The safety and scientific validity of this study is the responsibility of the study sponsor and investigators. Listing a study does not mean it has been evaluated by the U.S. Federal Government. Read our disclaimer for details.
 
ClinicalTrials.gov Identifier: NCT03216902
Recruitment Status : Completed
First Posted : July 13, 2017
Results First Posted : October 23, 2020
Last Update Posted : October 23, 2020
Sponsor:
Information provided by (Responsible Party):
Santen Inc.

Brief Summary:

Treatment of elevated pressure in the eye (Intraocular pressure, or 'IOP') with eye drop medications has been shown to be effective in delaying or preventing the progression of glaucoma, and it is the only proven method for reducing the risk of glaucomatous visual field loss.

This study is being conducted to determine how well DE-126 ophthalmic solution works (efficacy) in safely lowering IOP when dosed as topical eyedrops.

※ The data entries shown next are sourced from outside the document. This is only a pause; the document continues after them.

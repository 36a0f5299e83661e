//! Typed TMCL commands
//!
//! Each method is a single [`Connection::execute`] call. Values pass through
//! unchanged; units and parameter meanings depend on the module and are left
//! to the caller.

use serde::{Deserialize, Serialize};

use crate::protocol::commands::DIGITAL_OUTPUT_BANK;
use crate::protocol::{Command, Connection, MoveMode, ProtocolError};

/// Axis parameter: target position
pub const AXIS_TARGET_POSITION: u8 = 0;
/// Axis parameter: actual position
pub const AXIS_ACTUAL_POSITION: u8 = 1;
/// Axis parameter: target speed
pub const AXIS_TARGET_SPEED: u8 = 2;
/// Axis parameter: actual speed
pub const AXIS_ACTUAL_SPEED: u8 = 3;

/// Run state of the stored TMCL application
#[derive(Debug, Clone, Copy, PartialEq, Eq, Serialize, Deserialize)]
pub enum ApplicationState {
    /// Not executing
    Stopped,
    /// Executing continuously
    Running,
    /// Paused after a single-step
    Step,
    /// Program counter was reset
    Reset,
    /// State byte not defined by the protocol
    Unknown(u8),
}

impl From<u8> for ApplicationState {
    fn from(value: u8) -> Self {
        match value {
            0 => ApplicationState::Stopped,
            1 => ApplicationState::Running,
            2 => ApplicationState::Step,
            3 => ApplicationState::Reset,
            other => ApplicationState::Unknown(other),
        }
    }
}

/// Reply to the application status query
#[derive(Debug, Clone, Copy, PartialEq, Eq, Serialize, Deserialize)]
pub struct ApplicationStatus {
    /// Run state (top byte of the reply value)
    pub state: ApplicationState,
    /// Program counter (low 24 bits of the reply value)
    pub program_counter: u32,
}

impl ApplicationStatus {
    /// Unpack a raw reply value: top byte is the run state
    pub fn from_value(value: i32) -> Self {
        let raw = value as u32;
        Self {
            state: ApplicationState::from((raw >> 24) as u8),
            program_counter: raw & 0x00FF_FFFF,
        }
    }
}

/// Binary firmware version reply
#[derive(Debug, Clone, Copy, PartialEq, Eq, Serialize, Deserialize)]
pub struct FirmwareVersion {
    /// Module type number, e.g. 1110 for a TMCM-1110
    pub module_type: u16,
    /// Major firmware version
    pub major: u8,
    /// Minor firmware version
    pub minor: u8,
}

impl FirmwareVersion {
    /// Unpack a raw reply value: module type in the high 16 bits, then major, then minor
    pub fn from_value(value: i32) -> Self {
        let raw = value as u32;
        Self {
            module_type: (raw >> 16) as u16,
            major: (raw >> 8) as u8,
            minor: raw as u8,
        }
    }
}

impl std::fmt::Display for FirmwareVersion {
    fn fmt(&self, f: &mut std::fmt::Formatter<'_>) -> std::fmt::Result {
        write!(f, "TMCM-{} V{}.{:02}", self.module_type, self.major, self.minor)
    }
}

impl Connection {
    /// ROR: rotate right at `velocity`
    pub fn rotate_right(&self, motor: u8, velocity: i32) -> Result<(), ProtocolError> {
        self.execute(Command::RotateRight, 0, motor, velocity)?;
        Ok(())
    }

    /// ROL: rotate left at `velocity`
    pub fn rotate_left(&self, motor: u8, velocity: i32) -> Result<(), ProtocolError> {
        self.execute(Command::RotateLeft, 0, motor, velocity)?;
        Ok(())
    }

    /// MST: stop the motor
    pub fn motor_stop(&self, motor: u8) -> Result<(), ProtocolError> {
        self.execute(Command::MotorStop, 0, motor, 0)?;
        Ok(())
    }

    /// MVP: start a positioning move
    pub fn move_to(&self, mode: MoveMode, motor: u8, value: i32) -> Result<(), ProtocolError> {
        self.execute(Command::MoveToPosition, mode.into(), motor, value)?;
        Ok(())
    }

    /// SAP: set an axis parameter
    pub fn set_axis_parameter(&self, index: u8, motor: u8, value: i32) -> Result<(), ProtocolError> {
        self.execute(Command::SetAxisParameter, index, motor, value)?;
        Ok(())
    }

    /// GAP: read an axis parameter
    pub fn get_axis_parameter(&self, index: u8, motor: u8) -> Result<i32, ProtocolError> {
        self.execute(Command::GetAxisParameter, index, motor, 0)
    }

    /// STAP: store an axis parameter to EEPROM
    pub fn store_axis_parameter(&self, index: u8, motor: u8) -> Result<(), ProtocolError> {
        self.execute(Command::StoreAxisParameter, index, motor, 0)?;
        Ok(())
    }

    /// RSAP: restore an axis parameter from EEPROM
    pub fn restore_axis_parameter(&self, index: u8, motor: u8) -> Result<(), ProtocolError> {
        self.execute(Command::RestoreAxisParameter, index, motor, 0)?;
        Ok(())
    }

    /// SGP: set a global parameter
    pub fn set_global_parameter(&self, index: u8, bank: u8, value: i32) -> Result<(), ProtocolError> {
        self.execute(Command::SetGlobalParameter, index, bank, value)?;
        Ok(())
    }

    /// GGP: read a global parameter
    pub fn get_global_parameter(&self, index: u8, bank: u8) -> Result<i32, ProtocolError> {
        self.execute(Command::GetGlobalParameter, index, bank, 0)
    }

    /// STGP: store a global parameter to EEPROM
    pub fn store_global_parameter(&self, index: u8, bank: u8) -> Result<i32, ProtocolError> {
        self.execute(Command::StoreGlobalParameter, index, bank, 0)
    }

    /// RSGP: restore a global parameter from EEPROM
    pub fn restore_global_parameter(&self, index: u8, bank: u8) -> Result<i32, ProtocolError> {
        self.execute(Command::RestoreGlobalParameter, index, bank, 0)
    }

    /// SIO: switch a digital output
    pub fn set_output(&self, port: u8, on: bool) -> Result<(), ProtocolError> {
        self.execute(Command::SetOutput, port, DIGITAL_OUTPUT_BANK, i32::from(on))?;
        Ok(())
    }

    /// GIO: read an input or output from `bank`
    pub fn get_input(&self, port: u8, bank: u8) -> Result<i32, ProtocolError> {
        self.execute(Command::GetInput, port, bank, 0)
    }

    /// Stop the stored application
    pub fn stop_application(&self) -> Result<(), ProtocolError> {
        self.execute(Command::StopApplication, 0, 0, 0)?;
        Ok(())
    }

    /// Run the stored application, from `address` if given, else from the
    /// current program counter
    pub fn run_application(&self, address: Option<u32>) -> Result<(), ProtocolError> {
        match address {
            Some(address) => self.execute(Command::RunApplication, 1, 0, address as i32)?,
            None => self.execute(Command::RunApplication, 0, 0, 0)?,
        };
        Ok(())
    }

    /// Execute a single application instruction
    pub fn step_application(&self) -> Result<(), ProtocolError> {
        self.execute(Command::StepApplication, 0, 0, 0)?;
        Ok(())
    }

    /// Reset the application program counter
    pub fn reset_application(&self) -> Result<(), ProtocolError> {
        self.execute(Command::ResetApplication, 0, 0, 0)?;
        Ok(())
    }

    /// Query the application run state and program counter
    pub fn application_status(&self) -> Result<ApplicationStatus, ProtocolError> {
        let value = self.execute(Command::GetApplicationStatus, 0, 0, 0)?;
        Ok(ApplicationStatus::from_value(value))
    }

    /// Query the firmware version in binary form
    pub fn firmware_version(&self) -> Result<FirmwareVersion, ProtocolError> {
        let value = self.execute(Command::GetFirmwareVersion, 1, 0, 0)?;
        Ok(FirmwareVersion::from_value(value))
    }
}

This study will evaluate the safety and efficacy of four (4) concentrations of DE-126, when compared with latanoprost (0.005%) eye drops in patients with primary open-angle glaucoma or ocular hypertension.

The IOP will be measured at 3 different times throughout the day, over 6 total visits during a 3-month treatment period (with up to 4 extra weeks observation if the patient must stop taking current eye drops to lower IOP). Safety assessments will be done throughout the study, including ocular signs and symptoms, vital signs, and clinical laboratory tests. While the most important time-point to measure IOP in this study and evaluate efficacy will be at the final study visit (month 3), IOP values will also be evaluated at other visits throughout the 3-month treatment period.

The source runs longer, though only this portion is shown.